County in South Dakota, United States

Charles Mix County is a county in the U.S. state of South Dakota. As of the 2020 census, the population was 9,373. Its county seat is Lake Andes. The county was created in 1862 and organized in 1879. It was named for Charles Eli Mix, an official of the Bureau of Indian Affairs influential in signing a peace treaty with the local Lakota Indian tribes. The easternmost approximately 60% of the county comprises the Yankton Indian Reservation.

The Papineau Trading Post, whose building is now in Geddes, South Dakota, was an early county seat. Geddes tried to wrest the county seat from Wheeler in 1900, 1904, and 1908. The Charles Mix County Courthouse in Lake Andes was built in 1918.

==Geography==
Charles Mix County lies on the south line of South Dakota. Its south boundary line abuts the north boundary line of the state of Nebraska (across the Missouri River, which flows southeastward along the county's south line). A smaller drainage flows south-southwesterly to the river along the east county line, separating it from Bon Homme County. The county terrain consists of rolling hills, mostly dedicated to agriculture. The terrain drops off into the river basin along the county's southwest side, but otherwise generally slopes to the southeast.

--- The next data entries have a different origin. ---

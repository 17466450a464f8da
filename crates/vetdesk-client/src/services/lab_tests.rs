// SPDX-FileCopyrightText: 2026 VetDesk Contributors
// SPDX-License-Identifier: MIT OR Apache-2.0

//! Lab tests and their results.

use vetdesk_core::types::LabTest;
use vetdesk_core::{EntityId, VetdeskError};

use crate::http::segment;
use crate::ApiClient;

pub async fn get(client: &ApiClient, test_id: &EntityId) -> Result<LabTest, VetdeskError> {
    client
        .get(&format!("test/{}", segment(&test_id.to_string())))
        .await
}

pub async fn for_pet(client: &ApiClient, pet_id: i64) -> Result<Vec<LabTest>, VetdeskError> {
    client.get(&format!("tests/pet/{pet_id}")).await
}
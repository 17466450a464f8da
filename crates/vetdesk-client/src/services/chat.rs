// SPDX-FileCopyrightText: 2026 VetDesk Contributors
// SPDX-License-Identifier: MIT OR Apache-2.0

//! Chat messages.

use vetdesk_core::types::NewChatMessage;
use vetdesk_core::{ChatMessage, VetdeskError};

use crate::http::segment;
use crate::ApiClient;

pub async fn send(client: &ApiClient, message: &NewChatMessage) -> Result<ChatMessage, VetdeskError> {
    client.post("chat", message).await
}

pub async fn history(
    client: &ApiClient,
    conversation_id: &str,
) -> Result<Vec<ChatMessage>, VetdeskError> {
    client
        .get(&format!("chat/{}/messages", segment(conversation_id)))
        .await
}
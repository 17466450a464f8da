// SPDX-FileCopyrightText: 2026 VetDesk Contributors
// SPDX-License-Identifier: MIT OR Apache-2.0

//! Socket event plumbing for the VetDesk clinic client.
//!
//! [`EventBus`] is the listener registry the socket client emits into;
//! [`RealtimeEvent`] is the canonical form every raw payload is normalized
//! into before a handler looks at it.

pub mod bus;
pub mod event;

pub use bus::{BusError, EventBus, Listener, ListenerId, Subscription};
pub use event::{
    AppointmentUpdated, GenericNotice, NormalizeError, RealtimeEvent, TestResultReady, KNOWN_EVENTS,
};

The county has a total area of 1150 sqmi, of which 1097 sqmi is land and 53 sqmi (4.6%) is water.

===Major highways===

- U.S. Highway 18
- U.S. Highway 281
- South Dakota Highway 44
- South Dakota Highway 45
- South Dakota Highway 46
- South Dakota Highway 50
- South Dakota Highway 1804

===Adjacent counties===

- Brule County – northwest
- Aurora County – north
- Douglas County – northeast
- Hutchinson County – northeast
- Bon Homme County – east
- Knox County, Nebraska – southeast
- Boyd County, Nebraska – southwest
- Gregory County – west

===Protected areas===

- Academy Lake State Game Production Area
- Bovee Lake State Game Production Area
- Central Charles Mix State Game Production Area
- Central Platte State Game Production Area
- Dante Lake State Game Production Area
- Fuchs Waterfowl Production Area
- Gray Area State Game Production Area
- Lake Andes National Wildlife Refuge
- Lake Andes State Game Production Area
- Lake George State Game Production Area
- Missouri National Recreational River (part)
- North Point State Recreation Area
- North Wheeler State Game Production Area
- North Wheeler State Recreation Area
- Paulson State Game Production Area
- Pease Creek State Recreation Area
- Platte Creek State Recreation Area
- Raysby Waterfowl Production Area
- Red Lake State Game Production Area
- Sherman Waterfowl Production Area
- Snake Creek State Recreation Area
- Spillway State Lakeside Use Area
- Trout Waterfowl Production Area
- Tucek Waterfowl Production Area
- Turgeon State Game Production Area
- Van Zee Waterfowl Production Area
- Vanderpol Waterfowl Production Area

- West Platte State Game Production Area
- White Swan State Game Production Area
- White Swan State Lakeside Use Area
- Williamson state Game Production Area

===Major lakes===

- Academy Lake
- Carroll Lake
- Lake Francis Case (part)
- Goose Lake
- Lake Andes
- Lake Platte
- White Lake

==Demographics==

Historical population
| Census | Pop. | Note | %± |
| 1870 | 152 |  | — |
| 1880 | 407 |  | 167.8% |
| 1890 | 4,178 |  | 926.5% |
| 1900 | 8,498 |  | 103.4% |
| 1910 | 14,899 |  | 75.3% |
| 1920 | 16,256 |  | 9.1% |
| 1930 | 16,703 |  | 2.7% |
| 1940 | 13,449 |  | −19.5% |
| 1950 | 15,558 |  | 15.7% |
| 1960 | 11,785 |  | −24.3% |
| 1970 | 9,994 |  | −15.2% |
| 1980 | 9,680 |  | −3.1% |
| 1990 | 9,131 |  | −5.7% |
| 2000 | 9,350 |  | 2.4% |
| 2010 | 9,129 |  | −2.4% |
| 2020 | 9,373 |  | 2.7% |
| 2025 (est.) | 9,303 | Decrease | −0.7% |
U.S. Decennial Census

===2020 census===
As of the 2020 census, there were 9,373 people, 3,050 households, and 2,019 families residing in the county, and the population density was 8.5 PD/sqmi.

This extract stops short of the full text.